Stored items

********

//! # relay-settings
//!
//! Layered configuration for the relay bridge.
//!
//! Settings are loaded from three layers (in priority order):
//! 1. **Compiled defaults** — [`RelaySettings::default()`]
//! 2. **User file** — `~/.relay/settings.json` (deep-merged over defaults)
//! 3. **Environment variables** — `RELAY_*` overrides (highest priority)
//!
//! There is no process-global settings cache: behavior toggles travel as
//! explicit construction parameters, so callers load once at startup and
//! pass values down.
//!
//! # Usage
//!
//! ```no_run
//! let settings = relay_settings::load_settings().unwrap_or_default();
//! println!("request timeout: {} ms", settings.worker.request_timeout_ms);
//! ```

#![deny(unsafe_code)]

pub mod errors;
pub mod loader;
pub mod types;

pub use errors::{Result, SettingsError};
pub use loader::{deep_merge, load_settings, load_settings_from_path, settings_path};
pub use types::*;
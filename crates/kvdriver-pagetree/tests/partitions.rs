// Integration tests for page-tree partition lifecycle

use kvdriver_core::{Error, KeyValueStore, Options};
use kvdriver_pagetree::PageTreeStore;
use tempfile::TempDir;

fn open_store(bucket: &str) -> (TempDir, PageTreeStore) {
    let dir = TempDir::new().expect("Failed to create temp dir");
    let opts = Options::new().with_bucket(bucket);
    let store = PageTreeStore::open(dir.path().join("test.db"), &opts).expect("Failed to open");
    (dir, store)
}

#[test]
fn test_create_and_delete_partitions() {
    let (_dir, store) = open_store("tbucket");

    store.create_partitions(&["newbucket1", "newbucket2"]).unwrap();
    store.delete_partitions(&["newbucket1", "newbucket2"]).unwrap();

    let err = store.delete_partitions(&["newbucket1"]).unwrap_err();
    assert!(matches!(err, Error::PartitionNotFound(ref name) if name == "newbucket1"));
}

#[test]
fn test_delete_unknown_partition() {
    let (_dir, store) = open_store("tbucket");
    assert!(matches!(
        store.delete_partitions(&["never-created"]),
        Err(Error::PartitionNotFound(_))
    ));
}

#[test]
fn test_last_created_partition_becomes_active() {
    let (_dir, store) = open_store("tbucket");
    assert_eq!(store.active_partition().as_deref(), Some("tbucket"));

    store.create_partitions(&["first", "", "second", ""]).unwrap();
    assert_eq!(store.active_partition().as_deref(), Some("second"));
}

#[test]
fn test_empty_name_is_ignored() {
    let (_dir, store) = open_store("tbucket");
    store.create_partitions(&[""]).unwrap();
    assert_eq!(store.active_partition().as_deref(), Some("tbucket"));
}

#[test]
fn test_partitions_are_isolated() {
    let (_dir, store) = open_store("left");
    store.upsert(b"key", b"left-value").unwrap();

    store.create_partitions(&["right"]).unwrap();
    assert!(store.get(b"key").unwrap_err().is_not_found());
    assert_eq!(store.length(), 0);
    store.upsert(b"key", b"right-value").unwrap();

    store.create_partitions(&["left"]).unwrap();
    assert_eq!(store.get(b"key").unwrap(), b"left-value");
}

#[test]
fn test_deleting_active_partition_clears_it() {
    let (_dir, store) = open_store("tbucket");
    store.upsert(b"key", b"value").unwrap();
    store.delete_partitions(&["tbucket"]).unwrap();

    assert_eq!(store.active_partition(), None);
    assert!(matches!(store.get(b"key"), Err(Error::NoActivePartition)));
    assert!(matches!(store.upsert(b"key", b"value"), Err(Error::NoActivePartition)));
}

#[test]
fn test_open_without_bucket() {
    let (_dir, store) = open_store("");
    assert_eq!(store.active_partition(), None);
    assert_eq!(store.length(), 0);
    assert!(matches!(store.get(b"key"), Err(Error::NoActivePartition)));

    store.create_partitions(&["late"]).unwrap();
    store.upsert(b"key", b"value").unwrap();
    assert_eq!(store.length(), 1);
}

#[test]
fn test_delete_empty_partition_name() {
    let (_dir, store) = open_store("tbucket");
    let err = store.delete_partitions(&[""]).unwrap_err();
    assert!(matches!(err, Error::PartitionNotFound(ref name) if name.is_empty()));

    // Names before the empty one are still deleted.
    store.create_partitions(&["doomed", "tbucket"]).unwrap();
    assert!(store.delete_partitions(&["doomed", ""]).is_err());
    assert!(matches!(
        store.delete_partitions(&["doomed"]),
        Err(Error::PartitionNotFound(_))
    ));
    assert_eq!(store.active_partition().as_deref(), Some("tbucket"));
}
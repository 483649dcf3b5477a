//! # kvdriver Core
//!
//! Core types shared by the kvdriver storage adapters: the
//! [`KeyValueStore`] contract, the transaction bridge, engine selection and
//! the error taxonomy.

#![warn(missing_docs)]
#![warn(clippy::all)]

pub mod engine;
pub mod error;
pub mod store;
pub mod transaction;

pub use engine::{EngineType, Options, DEFAULT_PARTITION, DEFAULT_TIMEOUT};
pub use error::{BoxError, Error, ErrorKind, Result};
pub use store::{KeyValueStore, Visitor};
pub use transaction::{Bucket, Execute, FnBucket, TxGuarantee};
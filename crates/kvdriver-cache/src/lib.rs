//! # kvdriver Cache Adapter
//!
//! ## ⚠️ Internal Implementation Detail
//!
//! **This crate is an internal implementation detail of kvdriver.** Use the
//! main [`kvdriver`](https://docs.rs/kvdriver) crate instead.
//!
//! ---
//!
//! Wraps a [`stretto`] cache: TinyLFU admission, sampled LFU eviction, and
//! writes applied asynchronously by a background worker. Two pieces make it
//! behave like the disk engines:
//!
//! - a [`KeyIndex`] overlay, because the cache cannot enumerate its keys;
//! - a [`VisibilityWaiter`], because a write is only readable once the
//!   worker has applied it.
//!
//! ```text
//! Absent ──upsert──▶ Pending ──applied──▶ Visible ──delete──▶ PendingRemoval ──▶ Absent
//!                    (upsert returns here only after Visible)
//! ```
//!
//! Caveats callers must know about:
//!
//! - keys evicted by the cache policy stay in the overlay, so a traversal can
//!   fail with [`Error::KeyNotFound`] on a key it listed;
//! - traversals are not snapshots: each value is a separate point lookup;
//! - [`update`](KeyValueStore::update) applies each write immediately and
//!   rolls nothing back ([`TxGuarantee::BestEffortSequential`]).

use std::sync::{Arc, RwLock};

use kvdriver_core::{
    EngineType, Error, Execute, FnBucket, KeyValueStore, Options, Result, TxGuarantee, Visitor,
};
use stretto::Cache;
use tracing::{debug, info, warn};

pub mod overlay;
pub mod wait;

pub use overlay::KeyIndex;
pub use wait::{VisibilityWaiter, POLL_INTERVAL};

/// Maximum total cost when [`Options::size`] is zero.
pub const DEFAULT_MAX_COST: u64 = 1_000_000;

/// Largest total cost [`Options::size`] may ask for.
pub const MAX_COST: u64 = i64::MAX as u64 / COUNTERS_PER_COST;

/// Admission counters kept per unit of maximum cost.
const COUNTERS_PER_COST: u64 = 10;

/// Upper bound on admission counters, whatever the maximum cost.
const MAX_COUNTERS: u64 = 1 << 24;

type Engine = Cache<Vec<u8>, Vec<u8>>;

fn storage<E: std::fmt::Display>(err: E) -> Error {
    Error::Storage(err.to_string())
}

/// Key-value store held in an in-memory admission cache.
pub struct CacheStore {
    name: String,
    cache: RwLock<Option<Arc<Engine>>>,
    keys: KeyIndex,
    waiter: VisibilityWaiter,
}

impl CacheStore {
    /// Create a cache named `name`.
    ///
    /// `options.size` bounds the total cost (value bytes) the cache admits;
    /// `options.timeout` bounds each visibility wait.
    pub fn open(name: &str, options: &Options) -> Result<Self> {
        let max_cost = if options.size == 0 {
            DEFAULT_MAX_COST
        } else {
            options.size
        };
        if max_cost > MAX_COST {
            return Err(Error::InvalidOperation(format!(
                "cache size too large: {} (max {})",
                max_cost, MAX_COST
            )));
        }
        let counters = usize::try_from((max_cost * COUNTERS_PER_COST).min(MAX_COUNTERS))
            .map_err(|_| Error::InvalidOperation(format!("cache size too large: {}", max_cost)))?;
        let max_cost = i64::try_from(max_cost)
            .map_err(|_| Error::InvalidOperation(format!("cache size too large: {}", max_cost)))?;

        let cache = Engine::new(counters, max_cost)
            .map_err(|e| Error::open(EngineType::MemoryCache, e))?;

        let store = Self {
            name: name.to_string(),
            cache: RwLock::new(Some(Arc::new(cache))),
            keys: KeyIndex::new(),
            waiter: VisibilityWaiter::new(options.visibility_timeout()),
        };
        info!(name = %store.name, max_cost, "Opened cache store");
        Ok(store)
    }

    /// The overlay of keys written through this store.
    pub fn keys(&self) -> &KeyIndex {
        &self.keys
    }

    fn engine_handle(&self) -> Result<Arc<Engine>> {
        self.cache
            .read()
            .map_err(|_| Error::LockPoisoned)?
            .clone()
            .ok_or(Error::Closed)
    }

    fn is_present(cache: &Engine, key: &[u8]) -> bool {
        cache.get(&key.to_vec()).is_some()
    }

    /// Blocks until the presence of `key` in the cache equals `present`.
    fn await_presence(&self, cache: &Engine, key: &[u8], present: bool) -> Result<()> {
        if Self::is_present(cache, key) == present {
            return Ok(());
        }
        // Drain the insert buffer once before falling back to polling.
        cache.wait().map_err(storage)?;
        self.waiter
            .wait_until(|| Self::is_present(cache, key) == present)
    }
}

impl KeyValueStore for CacheStore {
    fn engine(&self) -> EngineType {
        EngineType::MemoryCache
    }

    fn path(&self) -> &str {
        &self.name
    }

    fn is_open(&self) -> bool {
        self.cache.read().map(|c| c.is_some()).unwrap_or(false)
    }

    fn size(&self) -> Result<u64> {
        Ok(0)
    }

    fn length(&self) -> usize {
        if !self.is_open() {
            return 0;
        }
        self.keys.len()
    }

    fn get(&self, key: &[u8]) -> Result<Vec<u8>> {
        let cache = self.engine_handle()?;
        let value = cache.get(&key.to_vec()).map(|v| v.value().clone());
        value.ok_or(Error::KeyNotFound)
    }

    fn upsert(&self, key: &[u8], value: &[u8]) -> Result<()> {
        let cache = self.engine_handle()?;
        let cost = i64::try_from(value.len()).unwrap_or(i64::MAX);
        if !cache.insert(key.to_vec(), value.to_vec(), cost) {
            warn!(name = %self.name, cost, "Cache rejected write");
            return Err(Error::AdmissionRejected);
        }
        self.keys.insert(key)?;

        if let Err(e) = self.await_presence(&cache, key, true) {
            // Never applied; keep the overlay limited to keys the cache holds.
            self.keys.remove(key)?;
            warn!(name = %self.name, error = %e, "Cache write never became visible");
            return Err(e);
        }
        Ok(())
    }

    fn delete(&self, key: &[u8]) -> Result<()> {
        let cache = self.engine_handle()?;
        self.keys.remove(key)?;
        cache.remove(&key.to_vec());
        self.await_presence(&cache, key, false).map_err(|e| {
            warn!(name = %self.name, error = %e, "Cache delete never became visible");
            e
        })
    }

    fn for_each(&self, visit: &mut Visitor<'_>) -> Result<()> {
        self.engine_handle()?;
        for key in self.keys.snapshot()? {
            let value = self.get(&key)?;
            visit(&value)?;
        }
        Ok(())
    }

    fn key_iterator(&self, visit: &mut Visitor<'_>) -> Result<()> {
        self.engine_handle()?;
        for key in self.keys.snapshot()? {
            visit(&key)?;
        }
        Ok(())
    }

    /// Runs `execute` against the ordinary write path.
    ///
    /// Every `put`/`delete` is applied, and waited on, as it is called. An
    /// error from `execute` leaves the earlier writes in place.
    fn update(&self, execute: &mut Execute<'_>) -> Result<()> {
        self.engine_handle()?;
        execute(&mut FnBucket::new(
            |key: &[u8], value: &[u8]| self.upsert(key, value),
            |key: &[u8]| self.delete(key),
        ))
    }

    fn guarantee(&self) -> TxGuarantee {
        TxGuarantee::BestEffortSequential
    }

    fn create_partitions(&self, _names: &[&str]) -> Result<()> {
        Ok(())
    }

    fn delete_partitions(&self, _names: &[&str]) -> Result<()> {
        Ok(())
    }

    fn clean(&self) -> Result<()> {
        let cache = self.engine_handle()?;
        cache.clear().map_err(storage)?;
        self.keys.clear()?;
        debug!(name = %self.name, "Cleaned cache store");
        Ok(())
    }

    fn close(&self) -> Result<()> {
        let mut guard = self.cache.write().map_err(|_| Error::LockPoisoned)?;
        match guard.take() {
            Some(cache) => {
                cache.close().map_err(storage)?;
                self.keys.clear()?;
                info!(name = %self.name, "Closed cache store");
            }
            None => warn!(name = %self.name, "Cache store already closed"),
        }
        Ok(())
    }
}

********

TASK:
What the task asks for is a word-for-word repeat of the lines above, from the first through the one containing "toggles travel as".

SOLUTION TO THIS TASK:
//! # relay-settings
//!
//! Layered configuration for the relay bridge.
//!
//! Settings are loaded from three layers (in priority order):
//! 1. **Compiled defaults** — [`RelaySettings::default()`]
//! 2. **User file** — `~/.relay/settings.json` (deep-merged over defaults)
//! 3. **Environment variables** — `RELAY_*` overrides (highest priority)
//!
//! There is no process-global settings cache: behavior toggles travel as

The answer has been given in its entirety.